Cuando se despertó por tercera vez, Marta cubría la mesa con una especie mantel. La luz del día asomaba por los intersticios de la ventana y de la puerta. Sobre la mesa había dos velas sin encender, puestas sobre platos.

—Son las únicas que nos quedan, padre —dijo Marta.

El padre Rivas seguía durmiendo, encogido como un feto.

—Padre —repitió Marta.

León, Pablo, Aquino fueron despertando uno tras otro al nuevo día a medida que Marta los llamaba.

—¿Qué hora es?

—¿Qué?

—¿Qué has dicho antes?

—No hay bastantes velas, padre.

—Las velas no importan, Marta. No te preocupes por esos detalles.

—La camisa todavía está húmeda. Te morirás de un resfriado.

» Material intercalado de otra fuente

//! PostgreSQL store backend.
//!
//! Each engine transaction maps onto one `sqlx` transaction. The event row
//! is locked with `SELECT … FOR UPDATE` by [`StoreTransaction::find_event`],
//! which serializes every mutation touching the same event while leaving
//! different events fully concurrent. Child rows reference the event with
//! `ON DELETE CASCADE`.

use std::time::Duration;

use chrono::{DateTime, Utc};
use sqlx::postgres::{PgPool, PgPoolOptions};
use sqlx::{Postgres, Transaction};
use uuid::Uuid;

use super::{RegistrationStore, StoreError, StoreTransaction};
use crate::config::ServiceConfig;
use crate::domain::{
    ActiveEntry, AttendeeIdentity, Event, EventId, Registration, RegistrationId,
    RegistrationPatch, RegistrationStatus, WaitlistEntry, WaitlistEntryId,
};

type EventRow = (Uuid, String, i64, i64, DateTime<Utc>, DateTime<Utc>);
type RegistrationRow = (Uuid, Uuid, String, String, DateTime<Utc>, Option<DateTime<Utc>>);
type WaitlistRow = (Uuid, Uuid, String, i64, DateTime<Utc>);

const EVENT_COLUMNS: &str = "id, title, capacity, confirmed_count, created_at, updated_at";
const REGISTRATION_COLUMNS: &str =
    "id, event_id, attendee_identity, status, created_at, cancelled_at";
const WAITLIST_COLUMNS: &str = "id, event_id, attendee_identity, position, created_at";

/// PostgreSQL-backed [`RegistrationStore`] using `sqlx::PgPool`.
#[derive(Debug, Clone)]
pub struct PostgresStore {
    pool: PgPool,
}

impl PostgresStore {
    /// Creates a store over an existing connection pool.
    #[must_use]
    pub fn new(pool: PgPool) -> Self {
        Self { pool }
    }

    /// Opens a connection pool sized from the configuration.
    ///
    /// # Errors
    ///
    /// Returns [`StoreError::Database`] if the database is unreachable.
    pub async fn connect(config: &ServiceConfig) -> Result<Self, StoreError> {
        let pool = PgPoolOptions::new()
            .max_connections(config.database_max_connections)
            .min_connections(config.database_min_connections)
            .acquire_timeout(Duration::from_secs(config.database_connect_timeout_secs))
            .connect(&config.database_url)
            .await?;
        Ok(Self::new(pool))
    }

    /// Applies the embedded schema migrations.
    ///
    /// # Errors
    ///
    /// Returns [`StoreError::Migration`] if a migration fails.
    pub async fn migrate(&self) -> Result<(), StoreError> {
        sqlx::migrate!("./migrations").run(&self.pool).await?;
        Ok(())
    }
}

impl RegistrationStore for PostgresStore {
    type Tx = PostgresTransaction;

    async fn begin(&self) -> Result<PostgresTransaction, StoreError> {
        let tx = self.pool.begin().await?;
        Ok(PostgresTransaction { tx })
    }

    async fn get_event(&self, id: EventId) -> Result<Option<Event>, StoreError> {
        let row = sqlx::query_as::<_, EventRow>(&format!(
            "SELECT {EVENT_COLUMNS} FROM events WHERE id = $1"
        ))
        .bind(*id.as_uuid())
        .fetch_optional(&self.pool)
        .await?;
        row.map(event_from_row).transpose()
    }

    async fn list_events(&self) -> Result<Vec<Event>, StoreError> {
        let rows = sqlx::query_as::<_, EventRow>(&format!(
            "SELECT {EVENT_COLUMNS} FROM events ORDER BY created_at ASC, id ASC"
        ))
        .fetch_all(&self.pool)
        .await?;
        rows.into_iter().map(event_from_row).collect()
    }

    async fn get_registration(&self, id: RegistrationId) -> Result<Option<Registration>, StoreError> {
        let row = sqlx::query_as::<_, RegistrationRow>(&format!(
            "SELECT {REGISTRATION_COLUMNS} FROM registrations WHERE id = $1"
        ))
        .bind(*id.as_uuid())
        .fetch_optional(&self.pool)
        .await?;
        row.map(registration_from_row).transpose()
    }

    async fn list_registrations(&self, event_id: EventId) -> Result<Vec<Registration>, StoreError> {
        let rows = sqlx::query_as::<_, RegistrationRow>(&format!(
            "SELECT {REGISTRATION_COLUMNS} FROM registrations \
             WHERE event_id = $1 ORDER BY created_at ASC, id ASC"
        ))
        .bind(*event_id.as_uuid())
        .fetch_all(&self.pool)
        .await?;
        rows.into_iter().map(registration_from_row).collect()
    }

    async fn list_waitlist(&self, event_id: EventId) -> Result<Vec<WaitlistEntry>, StoreError> {
        let rows = sqlx::query_as::<_, WaitlistRow>(&format!(
            "SELECT {WAITLIST_COLUMNS} FROM waitlist_entries \
             WHERE event_id = $1 ORDER BY position ASC"
        ))
        .bind(*event_id.as_uuid())
        .fetch_all(&self.pool)
        .await?;
        rows.into_iter().map(waitlist_from_row).collect()
    }
}

/// One `sqlx` transaction. Rolled back by `sqlx` when dropped uncommitted.
pub struct PostgresTransaction {
    tx: Transaction<'static, Postgres>,
}

impl std::fmt::Debug for PostgresTransaction {
    fn fmt(&self, f: &mut std::fmt::Formatter<'_>) -> std::fmt::Result {
        f.debug_struct("PostgresTransaction").finish_non_exhaustive()
    }
}

impl StoreTransaction for PostgresTransaction {
    async fn find_event(&mut self, id: EventId) -> Result<Option<Event>, StoreError> {
        let row = sqlx::query_as::<_, EventRow>(&format!(
            "SELECT {EVENT_COLUMNS} FROM events WHERE id = $1 FOR UPDATE"
        ))
        .bind(*id.as_uuid())
        .fetch_optional(&mut *self.tx)
        .await?;
        row.map(event_from_row).transpose()
    }

    async fn insert_event(&mut self, event: &Event) -> Result<(), StoreError> {
        sqlx::query(
            "INSERT INTO events (id, title, capacity, confirmed_count, created_at, updated_at) \
             VALUES ($1, $2, $3, $4, $5, $6)",
        )
        .bind(*event.id.as_uuid())
        .bind(&event.title)
        .bind(i64::from(event.capacity))
        .bind(i64::from(event.confirmed_count))
        .bind(event.created_at)
        .bind(event.updated_at)
        .execute(&mut *self.tx)
        .await
        .map_err(conflict_or_database)?;
        Ok(())
    }

    async fn save_event(&mut self, event: &Event) -> Result<(), StoreError> {
        let result = sqlx::query(
            "UPDATE events SET title = $2, capacity = $3, confirmed_count = $4, updated_at = $5 \
             WHERE id = $1",
        )
        .bind(*event.id.as_uuid())
        .bind(&event.title)
        .bind(i64::from(event.capacity))
        .bind(i64::from(event.confirmed_count))
        .bind(event.updated_at)
        .execute(&mut *self.tx)
        .await?;
        if result.rows_affected() == 0 {
            return Err(StoreError::Corrupt(format!("event {} vanished", event.id)));
        }
        Ok(())
    }

    async fn delete_event(&mut self, id: EventId) -> Result<bool, StoreError> {
        let result = sqlx::query("DELETE FROM events WHERE id = $1")
            .bind(*id.as_uuid())
            .execute(&mut *self.tx)
            .await?;
        Ok(result.rows_affected() > 0)
    }

    async fn find_registration(
        &mut self,
        id: RegistrationId,
    ) -> Result<Option<Registration>, StoreError> {
        let row = sqlx::query_as::<_, RegistrationRow>(&format!(
            "SELECT {REGISTRATION_COLUMNS} FROM registrations WHERE id = $1"
        ))
        .bind(*id.as_uuid())
        .fetch_optional(&mut *self.tx)
        .await?;
        row.map(registration_from_row).transpose()
    }

    async fn create_registration(&mut self, registration: &Registration) -> Result<(), StoreError> {
        sqlx::query(
            "INSERT INTO registrations \
             (id, event_id, attendee_identity, status, created_at, cancelled_at) \
             VALUES ($1, $2, $3, $4, $5, $6)",
        )
        .bind(*registration.id.as_uuid())
        .bind(*registration.event_id.as_uuid())
        .bind(registration.attendee_identity.as_str())
        .bind(registration.status.as_str())
        .bind(registration.created_at)
        .bind(registration.cancelled_at)
        .execute(&mut *self.tx)
        .await
        .map_err(conflict_or_database)?;
        Ok(())
    }

    async fn update_registration(
        &mut self,
        id: RegistrationId,
        patch: RegistrationPatch,
    ) -> Result<Option<Registration>, StoreError> {
        let row = sqlx::query_as::<_, RegistrationRow>(&format!(
            "UPDATE registrations SET status = $2, cancelled_at = $3 WHERE id = $1 \
             RETURNING {REGISTRATION_COLUMNS}"
        ))
        .bind(*id.as_uuid())
        .bind(patch.status.as_str())
        .bind(patch.cancelled_at)
        .fetch_optional(&mut *self.tx)
        .await
        .map_err(conflict_or_database)?;
        row.map(registration_from_row).transpose()
    }

    async fn find_active_entry_for_attendee(
        &mut self,
        event_id: EventId,
        attendee: &AttendeeIdentity,
    ) -> Result<Option<ActiveEntry>, StoreError> {
        let registration = sqlx::query_as::<_, RegistrationRow>(&format!(
            "SELECT {REGISTRATION_COLUMNS} FROM registrations \
             WHERE event_id = $1 AND attendee_identity = $2 AND status = 'confirmed' LIMIT 1"
        ))
        .bind(*event_id.as_uuid())
        .bind(attendee.as_str())
        .fetch_optional(&mut *self.tx)
        .await?;
        if let Some(row) = registration {
            return registration_from_row(row).map(|r| Some(ActiveEntry::Registration(r)));
        }

        let entry = sqlx::query_as::<_, WaitlistRow>(&format!(
            "SELECT {WAITLIST_COLUMNS} FROM waitlist_entries \
             WHERE event_id = $1 AND attendee_identity = $2 LIMIT 1"
        ))
        .bind(*event_id.as_uuid())
        .bind(attendee.as_str())
        .fetch_optional(&mut *self.tx)
        .await?;
        entry
            .map(|row| waitlist_from_row(row).map(ActiveEntry::Waitlist))
            .transpose()
    }

    async fn create_waitlist_entry(&mut self, entry: &WaitlistEntry) -> Result<(), StoreError> {
        let position = i64::try_from(entry.position)
            .map_err(|_| StoreError::Corrupt(format!("position {} out of range", entry.position)))?;
        sqlx::query(
            "INSERT INTO waitlist_entries (id, event_id, attendee_identity, position, created_at) \
             VALUES ($1, $2, $3, $4, $5)",
        )
        .bind(*entry.id.as_uuid())
        .bind(*entry.event_id.as_uuid())
        .bind(entry.attendee_identity.as_str())
        .bind(position)
        .bind(entry.created_at)
        .execute(&mut *self.tx)
        .await
        .map_err(conflict_or_database)?;
        Ok(())
    }

    async fn find_waitlist_entry(
        &mut self,
        id: WaitlistEntryId,
    ) -> Result<Option<WaitlistEntry>, StoreError> {
        let row = sqlx::query_as::<_, WaitlistRow>(&format!(
            "SELECT {WAITLIST_COLUMNS} FROM waitlist_entries WHERE id = $1"
        ))
        .bind(*id.as_uuid())
        .fetch_optional(&mut *self.tx)
        .await?;
        row.map(waitlist_from_row).transpose()
    }

    async fn delete_waitlist_entry(&mut self, id: WaitlistEntryId) -> Result<bool, StoreError> {
        let result = sqlx::query("DELETE FROM waitlist_entries WHERE id = $1")
            .bind(*id.as_uuid())
            .execute(&mut *self.tx)
            .await?;
        Ok(result.rows_affected() > 0)
    }

    async fn find_lowest_position_waitlist_entry(
        &mut self,
        event_id: EventId,
    ) -> Result<Option<WaitlistEntry>, StoreError> {
        let row = sqlx::query_as::<_, WaitlistRow>(&format!(
            "SELECT {WAITLIST_COLUMNS} FROM waitlist_entries \
             WHERE event_id = $1 ORDER BY position ASC LIMIT 1"
        ))
        .bind(*event_id.as_uuid())
        .fetch_optional(&mut *self.tx)
        .await?;
        row.map(waitlist_from_row).transpose()
    }

    async fn max_waitlist_position(&mut self, event_id: EventId) -> Result<Option<u64>, StoreError> {
        let max = sqlx::query_scalar::<_, Option<i64>>(
            "SELECT MAX(position) FROM waitlist_entries WHERE event_id = $1",
        )
        .bind(*event_id.as_uuid())
        .fetch_one(&mut *self.tx)
        .await?;
        max.map(|p| {
            u64::try_from(p).map_err(|_| StoreError::Corrupt(format!("negative position {p}")))
        })
        .transpose()
    }

    async fn commit(self) -> Result<(), StoreError> {
        self.tx.commit().await?;
        Ok(())
    }
}

/// Maps a unique-constraint violation to [`StoreError::Conflict`].
fn conflict_or_database(err: sqlx::Error) -> StoreError {
    match &err {
        sqlx::Error::Database(db) if db.is_unique_violation() => {
            StoreError::Conflict(db.message().to_string())
        }
        _ => StoreError::Database(err),
    }
}

fn to_u32(value: i64, what: &str) -> Result<u32, StoreError> {
    u32::try_from(value).map_err(|_| StoreError::Corrupt(format!("{what} out of range: {value}")))
}

fn attendee_from_column(raw: &str) -> Result<AttendeeIdentity, StoreError> {
    AttendeeIdentity::parse(raw).map_err(|e| StoreError::Corrupt(e.to_string()))
}

fn event_from_row(row: EventRow) -> Result<Event, StoreError> {
    let (id, title, capacity, confirmed_count, created_at, updated_at) = row;
    Ok(Event {
        id: EventId::from_uuid(id),
        title,
        capacity: to_u32(capacity, "capacity")?,
        confirmed_count: to_u32(confirmed_count, "confirmed_count")?,
        created_at,
        updated_at,
    })
}

fn registration_from_row(row: RegistrationRow) -> Result<Registration, StoreError> {
    let (id, event_id, attendee, status, created_at, cancelled_at) = row;
    let status = RegistrationStatus::parse(&status)
        .ok_or_else(|| StoreError::Corrupt(format!("unknown registration status: {status}")))?;
    Ok(Registration {
        id: RegistrationId::from_uuid(id),
        event_id: EventId::from_uuid(event_id),
        attendee_identity: attendee_from_column(&attendee)?,
        status,
        created_at,
        cancelled_at,
    })
}

fn waitlist_from_row(row: WaitlistRow) -> Result<WaitlistEntry, StoreError> {
    let (id, event_id, attendee, position, created_at) = row;
    Ok(WaitlistEntry {
        id: WaitlistEntryId::from_uuid(id),
        event_id: EventId::from_uuid(event_id),
        attendee_identity: attendee_from_column(&attendee)?,
        position: u64::try_from(position)
            .map_err(|_| StoreError::Corrupt(format!("negative position {position}")))?,
        created_at,
    })
}

#[cfg(test)]
#[allow(clippy::panic)]
mod tests {
    use super::*;

    #[test]
    fn event_row_maps_to_domain() {
        let now = Utc::now();
        let id = Uuid::new_v4();
        let event = event_from_row((id, "Gala".to_string(), 100, 42, now, now));
        let Ok(event) = event else {
            panic!("row must map");
        };
        assert_eq!(*event.id.as_uuid(), id);
        assert_eq!(event.capacity, 100);
        assert_eq!(event.confirmed_count, 42);
    }

    #[test]
    fn negative_counts_are_corrupt() {
        let now = Utc::now();
        let result = event_from_row((Uuid::new_v4(), "Gala".to_string(), -1, 0, now, now));
        assert!(matches!(result, Err(StoreError::Corrupt(_))));
    }

    #[test]
    fn unknown_status_is_corrupt() {
        let now = Utc::now();
        let row = (
            Uuid::new_v4(),
            Uuid::new_v4(),
            "a@example.org".to_string(),
            "pending".to_string(),
            now,
            None,
        );
        assert!(matches!(registration_from_row(row), Err(StoreError::Corrupt(_))));
    }

    #[test]
    fn waitlist_row_maps_position() {
        let now = Utc::now();
        let row = (
            Uuid::new_v4(),
            Uuid::new_v4(),
            "b@example.org".to_string(),
            7,
            now,
        );
        assert_eq!(waitlist_from_row(row).ok().map(|w| w.position), Some(7));
    }
}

—Eso lo dudo —contestó el padre Rivas.

Marta refunfuñó mientras depositaba en la mesa un frasco de medicina lleno de vino, una calabaza de mate que haría las veces de cáliz, un trapo de fregar que se emplearía como servilleta.

—Lástima que no sea como yo hubiera querido —se quejó. Puso sobre la mesa un misal abierto que había perdido las tapas.

—¿Qué domingo es éste, padre? —preguntó, pasando las hojas del misal—. ¿Es el vigésimo quinto domingo después de Pentecostés o el vigésimo sexto? ¿O es el domingo de Adviento?

—No tengo la menor idea —dijo el padre Rivas.

—Entonces, ¿cómo puedo encontrar el Evangelio y la Epístola?

—Leeré el primero que salga. A suertes.

—Deberíamos soltar a Fortnum ahora mismo —dijo Pablo—. Deben de ser casi las seis y dentro de dos horas…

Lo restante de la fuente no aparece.